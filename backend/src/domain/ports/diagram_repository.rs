//! Port abstraction for diagram persistence.
//!
//! Adapters own row-level atomicity only: every method is a single
//! statement (or equivalent critical section). Authorisation is enforced by
//! callers before a mutation reaches the repository.

use async_trait::async_trait;
use chrono::{DateTime, Utc};

use crate::domain::{Diagram, DiagramId, ShareState, ShareToken, UserId};

use super::define_port_error;

define_port_error! {
    /// Persistence errors raised by diagram repository adapters.
    pub enum DiagramPersistenceError {
        /// Repository connection could not be established.
        Connection { message: String } => "diagram repository connection failed: {message}",
        /// Query or mutation failed during execution.
        Query { message: String } => "diagram repository query failed: {message}",
        /// The share token is already attached to another diagram.
        ShareTokenConflict => "share token already in use",
    }
}

/// Title and description replacement applied by an owner edit.
#[derive(Debug, Clone, PartialEq, Eq)]
pub struct DiagramDetailsUpdate {
    /// Replacement title.
    pub title: String,
    /// Replacement description.
    pub description: Option<String>,
    /// Modification timestamp.
    pub updated_at: DateTime<Utc>,
}

#[cfg_attr(test, mockall::automock)]
#[async_trait]
pub trait DiagramRepository: Send + Sync {
    /// Insert a new diagram.
    ///
    /// Returns [`DiagramPersistenceError::ShareTokenConflict`] when the
    /// diagram's share token collides with an existing one.
    async fn insert(&self, diagram: &Diagram) -> Result<(), DiagramPersistenceError>;

    /// Fetch a diagram by identifier.
    async fn find_by_id(&self, id: &DiagramId) -> Result<Option<Diagram>, DiagramPersistenceError>;

    /// Fetch the diagram carrying `token`, regardless of share state.
    async fn find_by_share_token(
        &self,
        token: &ShareToken,
    ) -> Result<Option<Diagram>, DiagramPersistenceError>;

    /// Diagrams owned by `owner`, newest first.
    async fn list_by_owner(
        &self,
        owner: &UserId,
        limit: usize,
    ) -> Result<Vec<Diagram>, DiagramPersistenceError>;

    /// Replace title and description. Returns the updated row, if any.
    async fn update_details(
        &self,
        id: &DiagramId,
        update: &DiagramDetailsUpdate,
    ) -> Result<Option<Diagram>, DiagramPersistenceError>;

    /// Replace the share state. Returns the updated row, if any.
    ///
    /// Returns [`DiagramPersistenceError::ShareTokenConflict`] when a new
    /// token collides with another diagram's.
    async fn update_share(
        &self,
        id: &DiagramId,
        share: &ShareState,
        updated_at: DateTime<Utc>,
    ) -> Result<Option<Diagram>, DiagramPersistenceError>;

    /// Record the blob key of the diagram's snapshot.
    async fn set_image_ref(
        &self,
        id: &DiagramId,
        image_ref: &str,
    ) -> Result<bool, DiagramPersistenceError>;

    /// Remove a diagram. Returns `false` when no row existed.
    async fn delete(&self, id: &DiagramId) -> Result<bool, DiagramPersistenceError>;
}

Prompt =
Retype the material in full, character for character.

Task solution =
filename backend/src/domain/ports/diagram_repository.rs
//! Port abstraction for diagram persistence.
//!
//! Adapters own row-level atomicity only: every method is a single
//! statement (or equivalent critical section). Authorisation is enforced by
//! callers before a mutation reaches the repository.

use async_trait::async_trait;
use chrono::{DateTime, Utc};

use crate::domain::{Diagram, DiagramId, ShareState, ShareToken, UserId};

use super::define_port_error;

define_port_error! {
    /// Persistence errors raised by diagram repository adapters.
    pub enum DiagramPersistenceError {
        /// Repository connection could not be established.
        Connection { message: String } => "diagram repository connection failed: {message}",
        /// Query or mutation failed during execution.
        Query { message: String } => "diagram repository query failed: {message}",
        /// The share token is already attached to another diagram.
        ShareTokenConflict => "share token already in use",
    }
}

/// Title and description replacement applied by an owner edit.
#[derive(Debug, Clone, PartialEq, Eq)]
pub struct DiagramDetailsUpdate {
    /// Replacement title.
    pub title: String,
    /// Replacement description.
    pub description: Option<String>,
    /// Modification timestamp.
    pub updated_at: DateTime<Utc>,
}

#[cfg_attr(test, mockall::automock)]
#[async_trait]
pub trait DiagramRepository: Send + Sync {
    /// Insert a new diagram.
    ///
    /// Returns [`DiagramPersistenceError::ShareTokenConflict`] when the
    /// diagram's share token collides with an existing one.
    async fn insert(&self, diagram: &Diagram) -> Result<(), DiagramPersistenceError>;

    /// Fetch a diagram by identifier.
    async fn find_by_id(&self, id: &DiagramId) -> Result<Option<Diagram>, DiagramPersistenceError>;

    /// Fetch the diagram carrying `token`, regardless of share state.
    async fn find_by_share_token(
        &self,
        token: &ShareToken,
    ) -> Result<Option<Diagram>, DiagramPersistenceError>;

    /// Diagrams owned by `owner`, newest first.
    async fn list_by_owner(
        &self,
        owner: &UserId,
        limit: usize,
    ) -> Result<Vec<Diagram>, DiagramPersistenceError>;

    /// Replace title and description. Returns the updated row, if any.
    async fn update_details(
        &self,
        id: &DiagramId,
        update: &DiagramDetailsUpdate,
    ) -> Result<Option<Diagram>, DiagramPersistenceError>;

    /// Replace the share state. Returns the updated row, if any.
    ///
    /// Returns [`DiagramPersistenceError::ShareTokenConflict`] when a new
    /// token collides with another diagram's.
    async fn update_share(
        &self,
        id: &DiagramId,
        share: &ShareState,
        updated_at: DateTime<Utc>,
    ) -> Result<Option<Diagram>, DiagramPersistenceError>;

    /// Record the blob key of the diagram's snapshot.
    async fn set_image_ref(
        &self,
        id: &DiagramId,
        image_ref: &str,
    ) -> Result<bool, DiagramPersistenceError>;

    /// Remove a diagram. Returns `false` when no row existed.
    async fn delete(&self, id: &DiagramId) -> Result<bool, DiagramPersistenceError>;
}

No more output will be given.